Association of nonhormone binding proteins with steroid receptor protein as well as modifications of the receptor by ATP, PPi, pyridoxal 5'-phosphate, molybdate, and the large number of less-well-characterized factors are important for the modulation and control of signal transduction in the steroid-receptor systems. Each of the steps in the steroid-receptor system, that is, the steroid binding, nuclear binding, DNA binding, and transcriptional regulations of specific genes (glucocorticoid response elements; GREs), may be controlled by the receptor interactions with other proteins and modulators. During the study on the regulatory mechanism of glucocorticoid-receptor system, we found a new endogenous factor in rat liver cytosol that increases the binding of activated glucocorticoid-receptor complex (GRC) to nuclei in the presence of ATP, and we named this factor ATP-stimulated translocation promoter (ASTP). Recently, we have purified ASTP protein to homogeneity and characterized it.
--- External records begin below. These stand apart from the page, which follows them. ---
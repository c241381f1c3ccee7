//! ABI resolution pipeline
//!
//! Orchestrates one request end to end: validate input, consult the
//! cache, verify the address is a contract, run proxy detection, pick
//! the lookup target, fetch the ABI from the explorer with decompiler
//! fallback, store, return. Proxy-detection failure never fails the
//! request; the contract is treated as a non-proxy and resolution
//! proceeds against the original address.

use std::sync::Arc;

use tokio_util::sync::CancellationToken;

use crate::cache::AbiCache;
use crate::config::ExplorerRegistry;
use crate::decompiler::HeimdallClient;
use crate::errors::{ExplorerError, ResolveError};
use crate::proxy::detect_proxy_target;
use crate::rpc::HttpChainRpc;
use crate::traits::ChainRpc;
use crate::types::{Address, CacheRecord};

/// A request that passed input validation.
struct ValidatedRequest {
    chain: u64,
    address: Address,
    rpc_url: String,
    /// Literal cache key, preserving the caller's address casing
    key: String,
}

impl ValidatedRequest {
    fn parse(chain_id: &str, address: &str, rpc_url: &str) -> Result<Self, ResolveError> {
        let chain = match chain_id.parse::<u64>() {
            Ok(id) if id > 0 => id,
            _ => {
                return Err(ResolveError::InvalidInput(
                    "Invalid chainId: must be a positive integer".to_string(),
                ))
            }
        };

        if address.len() != 42 || !address.starts_with("0x") {
            return Err(ResolveError::InvalidInput(
                "Invalid address: must be 42 characters long (including '0x' prefix)".to_string(),
            ));
        }
        let parsed: Address = address.parse().map_err(|_| {
            ResolveError::InvalidInput("Invalid address: not a hexadecimal address".to_string())
        })?;

        if rpc_url.is_empty() {
            return Err(ResolveError::InvalidInput(
                "Invalid rpcURL: cannot be empty".to_string(),
            ));
        }

        Ok(Self {
            chain,
            address: parsed,
            rpc_url: rpc_url.to_string(),
            key: AbiCache::key(chain_id, address),
        })
    }

    fn dial_url(&self) -> String {
        format!("https://{}", self.rpc_url)
    }
}

/// The resolution pipeline with its collaborators.
pub struct AbiResolver {
    cache: AbiCache,
    explorers: ExplorerRegistry,
    decompiler: HeimdallClient,
}

impl AbiResolver {
    pub fn new(explorers: ExplorerRegistry, decompiler: HeimdallClient) -> Self {
        Self {
            cache: AbiCache::new(),
            explorers,
            decompiler,
        }
    }

    pub fn cache(&self) -> &AbiCache {
        &self.cache
    }

    /// Resolve one `(chainId, address, rpcURL)` request, dialing the
    /// node over HTTPS.
    pub async fn resolve(
        &self,
        chain_id: &str,
        address: &str,
        rpc_url: &str,
        cancel: &CancellationToken,
    ) -> Result<CacheRecord, ResolveError> {
        let request = ValidatedRequest::parse(chain_id, address, rpc_url)?;
        if let Some(record) = self.cache.get(&request.key) {
            tracing::debug!(key = %request.key, "cache hit");
            return Ok(record);
        }
        if cancel.is_cancelled() {
            return Err(ResolveError::Cancelled);
        }
        let rpc: Arc<dyn ChainRpc> = Arc::new(HttpChainRpc::connect(&request.dial_url())?);
        self.resolve_on(&request, rpc, cancel).await
    }

    /// Same pipeline with a caller-supplied RPC adapter; used when
    /// embedding the resolver with a custom transport and by tests.
    pub async fn resolve_with_rpc(
        &self,
        chain_id: &str,
        address: &str,
        rpc_url: &str,
        rpc: Arc<dyn ChainRpc>,
        cancel: &CancellationToken,
    ) -> Result<CacheRecord, ResolveError> {
        let request = ValidatedRequest::parse(chain_id, address, rpc_url)?;
        if let Some(record) = self.cache.get(&request.key) {
            tracing::debug!(key = %request.key, "cache hit");
            return Ok(record);
        }
        if cancel.is_cancelled() {
            return Err(ResolveError::Cancelled);
        }
        self.resolve_on(&request, rpc, cancel).await
    }

    async fn resolve_on(
        &self,
        request: &ValidatedRequest,
        rpc: Arc<dyn ChainRpc>,
        cancel: &CancellationToken,
    ) -> Result<CacheRecord, ResolveError> {
        let code = rpc.code_at(request.address, cancel).await?;
        if code.is_empty() {
            return Err(ResolveError::ContractNotFound(request.address.to_string()));
        }

        let proxy = match detect_proxy_target(rpc, request.address, cancel).await {
            Ok(classification) => classification,
            Err(err) => {
                tracing::warn!(
                    address = %request.address,
                    error = %err,
                    "proxy detection failed; continuing as non-proxy"
                );
                None
            }
        };
        if cancel.is_cancelled() {
            return Err(ResolveError::Cancelled);
        }

        let target = proxy.map(|info| info.target).unwrap_or(request.address);
        let (abi, is_decompiled) = self.fetch_abi(request.chain, target, &request.rpc_url).await?;

        let record = CacheRecord {
            abi,
            implementation: proxy.map(|info| info.target),
            is_proxy: proxy.is_some(),
            is_decompiled,
        };
        self.cache.insert(request.key.clone(), record.clone());
        Ok(record)
    }

    /// Explorer first for registered chains, decompiler on any failure.
    async fn fetch_abi(
        &self,
        chain: u64,
        target: Address,
        rpc_url: &str,
    ) -> Result<(String, bool), ResolveError> {
        let explorer_err = match self.explorers.get(&chain) {
            Some(api) => match api.get_abi(target).await {
                Ok(abi) => return Ok((abi, false)),
                Err(err) => {
                    tracing::warn!(chain, error = %err, "explorer lookup failed; trying decompiler");
                    err
                }
            },
            None => ExplorerError::UnsupportedChain(chain),
        };

        match self.decompiler.get_abi(target, rpc_url).await {
            Ok(abi) => Ok((abi, true)),
            Err(decompiler_err) => Err(ResolveError::SourcesExhausted {
                explorer: explorer_err,
                decompiler: decompiler_err,
            }),
        }
    }
}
ASTP has an M(r) of 93,000, and is composed of two apparently identical subunits with M(r) of 48,000. The sedimentation coefficient of ASTP is 6.5S, and its isoelectric point is 4.5. ASTP increases the binding of activated GRC to nuclei and chromatin, but not to DNA. ASTP activity is dependent on the physiological concentration of ATP, although ASTP does not bind to ATP-agarose. Interestingly, ASTP can bind to the arginine-rich histones H3 and H4, to which activated GRC also binds. In this article, we will summarize the biochemical properties of this interesting protein (ASTP) and will discuss our thinking about the mode of action.